Material shown:
Start of Block

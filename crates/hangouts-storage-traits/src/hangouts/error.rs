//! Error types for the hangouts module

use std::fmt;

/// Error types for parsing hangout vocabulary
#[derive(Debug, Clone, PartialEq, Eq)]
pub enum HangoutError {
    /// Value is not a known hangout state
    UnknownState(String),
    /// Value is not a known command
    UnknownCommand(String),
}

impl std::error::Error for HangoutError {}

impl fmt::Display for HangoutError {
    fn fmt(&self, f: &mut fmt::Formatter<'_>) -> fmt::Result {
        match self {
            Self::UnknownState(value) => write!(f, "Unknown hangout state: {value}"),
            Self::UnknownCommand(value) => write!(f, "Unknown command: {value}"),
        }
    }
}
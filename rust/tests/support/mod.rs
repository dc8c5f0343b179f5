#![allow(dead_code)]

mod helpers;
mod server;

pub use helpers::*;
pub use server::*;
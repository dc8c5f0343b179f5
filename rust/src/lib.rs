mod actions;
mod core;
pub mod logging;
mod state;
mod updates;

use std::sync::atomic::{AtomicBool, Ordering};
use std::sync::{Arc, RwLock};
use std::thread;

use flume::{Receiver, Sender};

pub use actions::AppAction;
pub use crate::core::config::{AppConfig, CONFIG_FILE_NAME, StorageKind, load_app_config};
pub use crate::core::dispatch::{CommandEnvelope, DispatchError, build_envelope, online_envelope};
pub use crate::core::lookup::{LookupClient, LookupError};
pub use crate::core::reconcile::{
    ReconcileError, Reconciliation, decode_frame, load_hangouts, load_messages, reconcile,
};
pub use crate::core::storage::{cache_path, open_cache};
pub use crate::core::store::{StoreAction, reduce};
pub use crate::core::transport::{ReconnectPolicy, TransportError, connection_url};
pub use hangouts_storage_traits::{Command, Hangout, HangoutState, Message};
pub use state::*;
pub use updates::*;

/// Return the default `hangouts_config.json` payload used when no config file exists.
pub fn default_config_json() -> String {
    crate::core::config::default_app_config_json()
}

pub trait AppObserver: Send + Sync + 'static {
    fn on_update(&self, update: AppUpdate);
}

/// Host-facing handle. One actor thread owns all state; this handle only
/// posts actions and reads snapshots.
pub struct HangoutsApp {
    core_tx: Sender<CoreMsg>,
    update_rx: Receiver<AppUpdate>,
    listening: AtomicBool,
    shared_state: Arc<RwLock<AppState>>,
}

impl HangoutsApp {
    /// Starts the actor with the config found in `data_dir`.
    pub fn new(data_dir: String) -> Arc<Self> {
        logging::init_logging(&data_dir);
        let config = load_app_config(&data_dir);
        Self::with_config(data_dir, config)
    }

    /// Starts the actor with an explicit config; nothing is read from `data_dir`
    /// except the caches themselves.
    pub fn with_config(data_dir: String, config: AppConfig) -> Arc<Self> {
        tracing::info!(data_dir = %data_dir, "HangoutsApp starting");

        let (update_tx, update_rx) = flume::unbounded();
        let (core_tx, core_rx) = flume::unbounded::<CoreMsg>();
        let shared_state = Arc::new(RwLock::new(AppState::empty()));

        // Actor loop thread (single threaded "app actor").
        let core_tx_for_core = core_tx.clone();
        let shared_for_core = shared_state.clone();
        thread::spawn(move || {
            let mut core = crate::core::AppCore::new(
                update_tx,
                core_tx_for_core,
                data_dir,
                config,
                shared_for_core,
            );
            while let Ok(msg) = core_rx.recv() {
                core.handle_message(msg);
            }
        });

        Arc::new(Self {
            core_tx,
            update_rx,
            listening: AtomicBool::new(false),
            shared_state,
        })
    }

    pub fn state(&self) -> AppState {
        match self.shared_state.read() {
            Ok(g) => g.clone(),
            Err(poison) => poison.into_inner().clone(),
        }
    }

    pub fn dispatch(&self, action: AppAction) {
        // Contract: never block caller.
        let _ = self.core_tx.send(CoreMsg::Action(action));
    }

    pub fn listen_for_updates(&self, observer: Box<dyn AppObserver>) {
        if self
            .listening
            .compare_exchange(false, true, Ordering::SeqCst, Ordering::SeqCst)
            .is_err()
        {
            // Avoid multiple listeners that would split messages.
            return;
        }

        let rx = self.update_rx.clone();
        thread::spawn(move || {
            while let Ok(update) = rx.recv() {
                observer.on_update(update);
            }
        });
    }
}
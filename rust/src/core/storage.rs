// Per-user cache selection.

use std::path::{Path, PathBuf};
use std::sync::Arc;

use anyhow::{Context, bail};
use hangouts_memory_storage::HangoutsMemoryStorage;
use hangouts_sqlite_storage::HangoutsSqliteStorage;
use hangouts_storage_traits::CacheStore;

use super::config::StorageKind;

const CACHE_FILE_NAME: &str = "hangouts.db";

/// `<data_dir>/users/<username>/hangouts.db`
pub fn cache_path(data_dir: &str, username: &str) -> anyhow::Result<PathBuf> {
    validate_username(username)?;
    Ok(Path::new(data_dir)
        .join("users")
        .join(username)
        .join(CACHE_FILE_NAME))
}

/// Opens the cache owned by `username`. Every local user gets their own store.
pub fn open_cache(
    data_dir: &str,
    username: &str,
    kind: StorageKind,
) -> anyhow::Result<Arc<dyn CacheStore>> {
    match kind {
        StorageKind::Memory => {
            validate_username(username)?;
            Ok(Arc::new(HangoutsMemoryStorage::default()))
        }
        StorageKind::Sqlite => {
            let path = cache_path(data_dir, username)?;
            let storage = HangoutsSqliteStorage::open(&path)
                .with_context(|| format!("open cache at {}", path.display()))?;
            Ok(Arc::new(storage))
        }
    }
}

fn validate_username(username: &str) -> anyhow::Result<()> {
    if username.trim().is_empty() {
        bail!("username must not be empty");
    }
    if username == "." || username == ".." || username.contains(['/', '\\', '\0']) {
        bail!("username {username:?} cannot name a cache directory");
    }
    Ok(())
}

End of Block
Start of Block

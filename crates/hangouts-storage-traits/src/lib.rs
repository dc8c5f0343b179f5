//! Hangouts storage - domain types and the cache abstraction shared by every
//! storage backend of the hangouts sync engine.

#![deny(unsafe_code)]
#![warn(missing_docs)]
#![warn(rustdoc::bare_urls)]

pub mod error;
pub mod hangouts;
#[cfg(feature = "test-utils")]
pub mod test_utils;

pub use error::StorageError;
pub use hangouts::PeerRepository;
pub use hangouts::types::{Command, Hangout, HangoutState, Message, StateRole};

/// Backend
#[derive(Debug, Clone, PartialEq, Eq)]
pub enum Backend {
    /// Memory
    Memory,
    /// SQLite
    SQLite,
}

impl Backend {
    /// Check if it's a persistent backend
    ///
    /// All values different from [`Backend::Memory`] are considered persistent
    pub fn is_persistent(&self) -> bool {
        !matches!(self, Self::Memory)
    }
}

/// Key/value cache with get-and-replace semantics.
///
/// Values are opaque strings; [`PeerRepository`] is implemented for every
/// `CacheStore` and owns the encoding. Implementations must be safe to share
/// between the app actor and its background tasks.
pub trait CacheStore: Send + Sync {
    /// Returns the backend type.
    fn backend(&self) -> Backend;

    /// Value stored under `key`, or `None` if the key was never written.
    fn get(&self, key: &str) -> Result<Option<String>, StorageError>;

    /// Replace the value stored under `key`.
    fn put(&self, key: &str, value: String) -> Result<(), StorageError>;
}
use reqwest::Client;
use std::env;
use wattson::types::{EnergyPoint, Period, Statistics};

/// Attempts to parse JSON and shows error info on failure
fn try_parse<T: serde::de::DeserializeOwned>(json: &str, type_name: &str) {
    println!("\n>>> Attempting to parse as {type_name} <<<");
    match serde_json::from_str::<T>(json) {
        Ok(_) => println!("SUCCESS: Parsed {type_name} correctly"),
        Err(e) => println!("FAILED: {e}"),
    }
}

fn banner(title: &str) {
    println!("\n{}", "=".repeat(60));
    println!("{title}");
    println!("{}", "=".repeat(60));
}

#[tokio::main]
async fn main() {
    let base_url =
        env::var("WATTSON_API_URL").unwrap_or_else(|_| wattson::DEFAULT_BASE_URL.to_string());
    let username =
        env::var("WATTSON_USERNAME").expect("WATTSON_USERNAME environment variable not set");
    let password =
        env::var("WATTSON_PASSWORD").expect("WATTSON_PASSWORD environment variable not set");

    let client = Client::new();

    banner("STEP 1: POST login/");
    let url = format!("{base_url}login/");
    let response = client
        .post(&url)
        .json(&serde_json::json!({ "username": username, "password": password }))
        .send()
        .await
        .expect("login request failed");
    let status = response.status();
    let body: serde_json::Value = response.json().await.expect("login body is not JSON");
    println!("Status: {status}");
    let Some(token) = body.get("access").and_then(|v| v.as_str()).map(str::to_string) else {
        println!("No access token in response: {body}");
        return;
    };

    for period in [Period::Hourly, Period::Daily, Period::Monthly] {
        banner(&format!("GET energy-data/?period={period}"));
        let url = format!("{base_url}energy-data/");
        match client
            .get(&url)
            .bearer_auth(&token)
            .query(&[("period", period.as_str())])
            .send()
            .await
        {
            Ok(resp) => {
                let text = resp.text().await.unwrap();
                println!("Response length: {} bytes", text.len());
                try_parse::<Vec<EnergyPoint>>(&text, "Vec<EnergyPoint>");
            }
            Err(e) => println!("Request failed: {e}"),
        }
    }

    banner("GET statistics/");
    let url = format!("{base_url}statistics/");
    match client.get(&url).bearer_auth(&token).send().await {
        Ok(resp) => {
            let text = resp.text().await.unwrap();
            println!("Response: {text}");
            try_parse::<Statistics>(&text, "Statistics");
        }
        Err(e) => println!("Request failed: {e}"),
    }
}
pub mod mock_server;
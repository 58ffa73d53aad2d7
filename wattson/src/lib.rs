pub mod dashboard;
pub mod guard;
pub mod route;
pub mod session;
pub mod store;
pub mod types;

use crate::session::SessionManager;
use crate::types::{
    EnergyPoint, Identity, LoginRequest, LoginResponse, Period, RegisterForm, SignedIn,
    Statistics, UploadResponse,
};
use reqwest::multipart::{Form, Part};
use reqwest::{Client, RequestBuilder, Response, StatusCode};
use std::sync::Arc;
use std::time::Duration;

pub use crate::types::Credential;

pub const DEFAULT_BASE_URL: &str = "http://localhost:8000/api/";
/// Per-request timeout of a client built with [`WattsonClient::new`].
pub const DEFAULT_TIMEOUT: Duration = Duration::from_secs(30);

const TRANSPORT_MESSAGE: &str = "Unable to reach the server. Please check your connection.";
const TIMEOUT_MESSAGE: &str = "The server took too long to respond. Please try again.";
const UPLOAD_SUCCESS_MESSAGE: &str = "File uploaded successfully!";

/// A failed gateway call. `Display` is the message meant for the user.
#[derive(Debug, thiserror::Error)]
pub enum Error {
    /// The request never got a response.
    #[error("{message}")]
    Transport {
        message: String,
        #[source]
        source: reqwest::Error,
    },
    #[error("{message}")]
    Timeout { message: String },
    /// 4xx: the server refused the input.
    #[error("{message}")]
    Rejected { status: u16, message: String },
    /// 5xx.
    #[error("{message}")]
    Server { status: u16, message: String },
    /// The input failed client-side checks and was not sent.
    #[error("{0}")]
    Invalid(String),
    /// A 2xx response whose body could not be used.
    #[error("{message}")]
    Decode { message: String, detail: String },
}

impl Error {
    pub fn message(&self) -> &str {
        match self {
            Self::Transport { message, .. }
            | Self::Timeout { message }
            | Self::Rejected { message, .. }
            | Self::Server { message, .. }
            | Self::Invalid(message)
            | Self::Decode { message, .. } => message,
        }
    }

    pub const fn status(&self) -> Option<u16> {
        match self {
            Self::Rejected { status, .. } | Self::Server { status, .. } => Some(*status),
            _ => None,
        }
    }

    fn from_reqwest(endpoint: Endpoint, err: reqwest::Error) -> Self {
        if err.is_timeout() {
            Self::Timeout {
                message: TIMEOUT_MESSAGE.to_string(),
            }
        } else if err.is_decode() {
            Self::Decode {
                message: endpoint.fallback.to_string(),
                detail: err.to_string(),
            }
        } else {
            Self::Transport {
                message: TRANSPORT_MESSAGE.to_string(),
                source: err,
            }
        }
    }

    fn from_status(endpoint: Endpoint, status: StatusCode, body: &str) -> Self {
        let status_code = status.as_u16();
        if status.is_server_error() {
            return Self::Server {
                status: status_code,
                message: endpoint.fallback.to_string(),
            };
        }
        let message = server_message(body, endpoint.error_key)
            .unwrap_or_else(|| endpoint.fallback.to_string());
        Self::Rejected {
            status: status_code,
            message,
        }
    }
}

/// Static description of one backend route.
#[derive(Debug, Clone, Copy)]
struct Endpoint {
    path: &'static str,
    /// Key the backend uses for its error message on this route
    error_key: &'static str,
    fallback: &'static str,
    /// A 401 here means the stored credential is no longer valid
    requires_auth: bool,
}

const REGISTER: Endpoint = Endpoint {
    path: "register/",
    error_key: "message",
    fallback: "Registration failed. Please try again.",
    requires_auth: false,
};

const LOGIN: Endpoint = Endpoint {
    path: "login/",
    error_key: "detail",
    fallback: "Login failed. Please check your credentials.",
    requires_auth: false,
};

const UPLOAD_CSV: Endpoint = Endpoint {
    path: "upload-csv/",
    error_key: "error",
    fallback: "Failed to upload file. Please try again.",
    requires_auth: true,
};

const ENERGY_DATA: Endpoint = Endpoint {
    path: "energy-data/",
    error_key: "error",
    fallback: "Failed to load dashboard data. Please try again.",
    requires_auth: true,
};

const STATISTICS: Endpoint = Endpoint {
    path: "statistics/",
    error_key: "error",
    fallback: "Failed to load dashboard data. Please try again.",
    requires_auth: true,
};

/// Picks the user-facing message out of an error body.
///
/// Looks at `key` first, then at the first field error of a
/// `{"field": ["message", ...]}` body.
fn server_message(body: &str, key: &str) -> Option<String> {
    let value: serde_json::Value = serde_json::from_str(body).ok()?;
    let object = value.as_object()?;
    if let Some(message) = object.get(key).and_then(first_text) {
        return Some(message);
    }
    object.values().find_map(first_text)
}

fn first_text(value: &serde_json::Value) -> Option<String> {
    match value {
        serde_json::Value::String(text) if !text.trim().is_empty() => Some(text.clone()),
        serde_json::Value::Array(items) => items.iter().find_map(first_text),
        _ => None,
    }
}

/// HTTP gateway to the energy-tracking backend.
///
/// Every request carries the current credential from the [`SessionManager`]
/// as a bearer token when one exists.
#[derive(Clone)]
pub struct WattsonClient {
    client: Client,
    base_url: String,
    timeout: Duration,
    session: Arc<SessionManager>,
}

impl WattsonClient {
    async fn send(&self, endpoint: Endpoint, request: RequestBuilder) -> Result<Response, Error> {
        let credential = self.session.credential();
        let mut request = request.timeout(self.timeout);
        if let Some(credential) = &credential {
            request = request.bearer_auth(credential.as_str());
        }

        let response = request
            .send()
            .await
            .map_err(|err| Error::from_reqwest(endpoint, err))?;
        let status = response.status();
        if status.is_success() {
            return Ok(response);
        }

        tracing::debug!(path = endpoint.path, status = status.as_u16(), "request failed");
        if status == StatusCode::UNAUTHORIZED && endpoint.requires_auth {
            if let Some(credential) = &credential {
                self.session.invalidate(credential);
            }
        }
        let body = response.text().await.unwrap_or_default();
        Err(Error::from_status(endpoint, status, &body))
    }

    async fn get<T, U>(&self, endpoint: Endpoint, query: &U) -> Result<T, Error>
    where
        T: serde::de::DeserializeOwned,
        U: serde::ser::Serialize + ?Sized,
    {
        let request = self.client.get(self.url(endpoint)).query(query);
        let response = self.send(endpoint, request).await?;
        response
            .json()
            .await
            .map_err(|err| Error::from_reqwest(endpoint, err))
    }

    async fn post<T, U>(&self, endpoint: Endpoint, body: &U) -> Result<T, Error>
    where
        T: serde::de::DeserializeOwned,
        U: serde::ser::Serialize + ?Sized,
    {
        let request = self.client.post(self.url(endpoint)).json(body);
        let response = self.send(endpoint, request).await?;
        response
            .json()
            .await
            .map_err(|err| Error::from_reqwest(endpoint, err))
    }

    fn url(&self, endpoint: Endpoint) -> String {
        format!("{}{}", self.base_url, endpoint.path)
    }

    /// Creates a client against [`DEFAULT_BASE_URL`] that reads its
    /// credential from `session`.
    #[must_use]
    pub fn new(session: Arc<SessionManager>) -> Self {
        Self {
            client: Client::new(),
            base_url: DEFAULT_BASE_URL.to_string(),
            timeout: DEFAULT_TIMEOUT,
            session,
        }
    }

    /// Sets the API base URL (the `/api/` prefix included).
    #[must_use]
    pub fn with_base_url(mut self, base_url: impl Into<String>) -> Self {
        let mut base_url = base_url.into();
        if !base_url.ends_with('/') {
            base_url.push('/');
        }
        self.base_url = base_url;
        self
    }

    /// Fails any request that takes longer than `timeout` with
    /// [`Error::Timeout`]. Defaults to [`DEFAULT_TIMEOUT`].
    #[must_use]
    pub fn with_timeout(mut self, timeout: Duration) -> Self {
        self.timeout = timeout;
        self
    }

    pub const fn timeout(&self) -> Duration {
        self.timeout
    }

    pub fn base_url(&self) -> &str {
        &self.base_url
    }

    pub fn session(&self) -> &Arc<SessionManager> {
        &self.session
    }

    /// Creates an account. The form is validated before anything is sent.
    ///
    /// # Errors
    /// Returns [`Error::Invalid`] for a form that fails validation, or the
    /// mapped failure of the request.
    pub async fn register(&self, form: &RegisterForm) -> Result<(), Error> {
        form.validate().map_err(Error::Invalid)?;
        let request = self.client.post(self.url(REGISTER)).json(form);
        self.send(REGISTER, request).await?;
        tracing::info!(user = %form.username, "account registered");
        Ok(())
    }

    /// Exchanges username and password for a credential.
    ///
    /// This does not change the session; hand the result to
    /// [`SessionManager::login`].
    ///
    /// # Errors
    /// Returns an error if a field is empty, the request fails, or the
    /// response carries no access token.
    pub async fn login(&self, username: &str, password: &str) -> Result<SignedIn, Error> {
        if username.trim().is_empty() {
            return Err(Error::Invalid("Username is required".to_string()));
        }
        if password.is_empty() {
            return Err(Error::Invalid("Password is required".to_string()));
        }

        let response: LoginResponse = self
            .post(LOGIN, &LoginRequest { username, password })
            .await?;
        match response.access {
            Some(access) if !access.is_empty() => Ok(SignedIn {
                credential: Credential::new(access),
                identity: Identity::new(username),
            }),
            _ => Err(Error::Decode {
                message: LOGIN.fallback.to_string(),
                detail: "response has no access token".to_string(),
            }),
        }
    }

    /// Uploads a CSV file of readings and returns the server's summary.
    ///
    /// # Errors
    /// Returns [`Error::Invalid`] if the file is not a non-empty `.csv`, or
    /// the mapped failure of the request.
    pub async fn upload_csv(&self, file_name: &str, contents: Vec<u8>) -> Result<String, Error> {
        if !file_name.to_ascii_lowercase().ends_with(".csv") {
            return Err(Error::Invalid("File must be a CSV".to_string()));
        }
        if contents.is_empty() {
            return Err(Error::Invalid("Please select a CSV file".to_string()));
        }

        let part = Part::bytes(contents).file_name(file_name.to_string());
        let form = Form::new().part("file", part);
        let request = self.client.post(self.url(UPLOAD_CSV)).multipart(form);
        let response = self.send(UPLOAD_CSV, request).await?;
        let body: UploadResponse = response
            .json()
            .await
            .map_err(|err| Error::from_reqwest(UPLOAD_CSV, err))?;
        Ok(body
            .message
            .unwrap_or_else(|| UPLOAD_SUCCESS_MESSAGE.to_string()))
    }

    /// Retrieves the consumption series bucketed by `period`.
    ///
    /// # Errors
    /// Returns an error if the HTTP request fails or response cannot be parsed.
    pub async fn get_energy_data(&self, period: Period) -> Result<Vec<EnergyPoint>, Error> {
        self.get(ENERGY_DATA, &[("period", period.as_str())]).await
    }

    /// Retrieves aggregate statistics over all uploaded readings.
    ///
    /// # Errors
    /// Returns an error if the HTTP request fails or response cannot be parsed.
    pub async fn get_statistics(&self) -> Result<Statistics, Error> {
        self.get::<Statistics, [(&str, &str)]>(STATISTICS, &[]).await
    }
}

End of Block

The problem: All lines in the listing above from the line containing "filename crates/hangouts-storage-traits/src/hangouts/error.rs" to the line containing "pub trait AppObserver: Send", inclusive, should be retyped exactly; no other lines should appear.

Solution to this exercise:
filename crates/hangouts-storage-traits/src/hangouts/error.rs
//! Error types for the hangouts module

use std::fmt;

/// Error types for parsing hangout vocabulary
#[derive(Debug, Clone, PartialEq, Eq)]
pub enum HangoutError {
    /// Value is not a known hangout state
    UnknownState(String),
    /// Value is not a known command
    UnknownCommand(String),
}

impl std::error::Error for HangoutError {}

impl fmt::Display for HangoutError {
    fn fmt(&self, f: &mut fmt::Formatter<'_>) -> fmt::Result {
        match self {
            Self::UnknownState(value) => write!(f, "Unknown hangout state: {value}"),
            Self::UnknownCommand(value) => write!(f, "Unknown command: {value}"),
        }
    }
}
filename rust/tests/support/mod.rs
repository dc8c5f0343b179f5
#![allow(dead_code)]

mod helpers;
mod server;

pub use helpers::*;
pub use server::*;
repository dc8c5f0343b179f5
filename rust/src/lib.rs
mod actions;
mod core;
pub mod logging;
mod state;
mod updates;

use std::sync::atomic::{AtomicBool, Ordering};
use std::sync::{Arc, RwLock};
use std::thread;

use flume::{Receiver, Sender};

pub use actions::AppAction;
pub use crate::core::config::{AppConfig, CONFIG_FILE_NAME, StorageKind, load_app_config};
pub use crate::core::dispatch::{CommandEnvelope, DispatchError, build_envelope, online_envelope};
pub use crate::core::lookup::{LookupClient, LookupError};
pub use crate::core::reconcile::{
    ReconcileError, Reconciliation, decode_frame, load_hangouts, load_messages, reconcile,
};
pub use crate::core::storage::{cache_path, open_cache};
pub use crate::core::store::{StoreAction, reduce};
pub use crate::core::transport::{ReconnectPolicy, TransportError, connection_url};
pub use hangouts_storage_traits::{Command, Hangout, HangoutState, Message};
pub use state::*;
pub use updates::*;

/// Return the default `hangouts_config.json` payload used when no config file exists.
pub fn default_config_json() -> String {
    crate::core::config::default_app_config_json()
}

pub trait AppObserver: Send + Sync + 'static {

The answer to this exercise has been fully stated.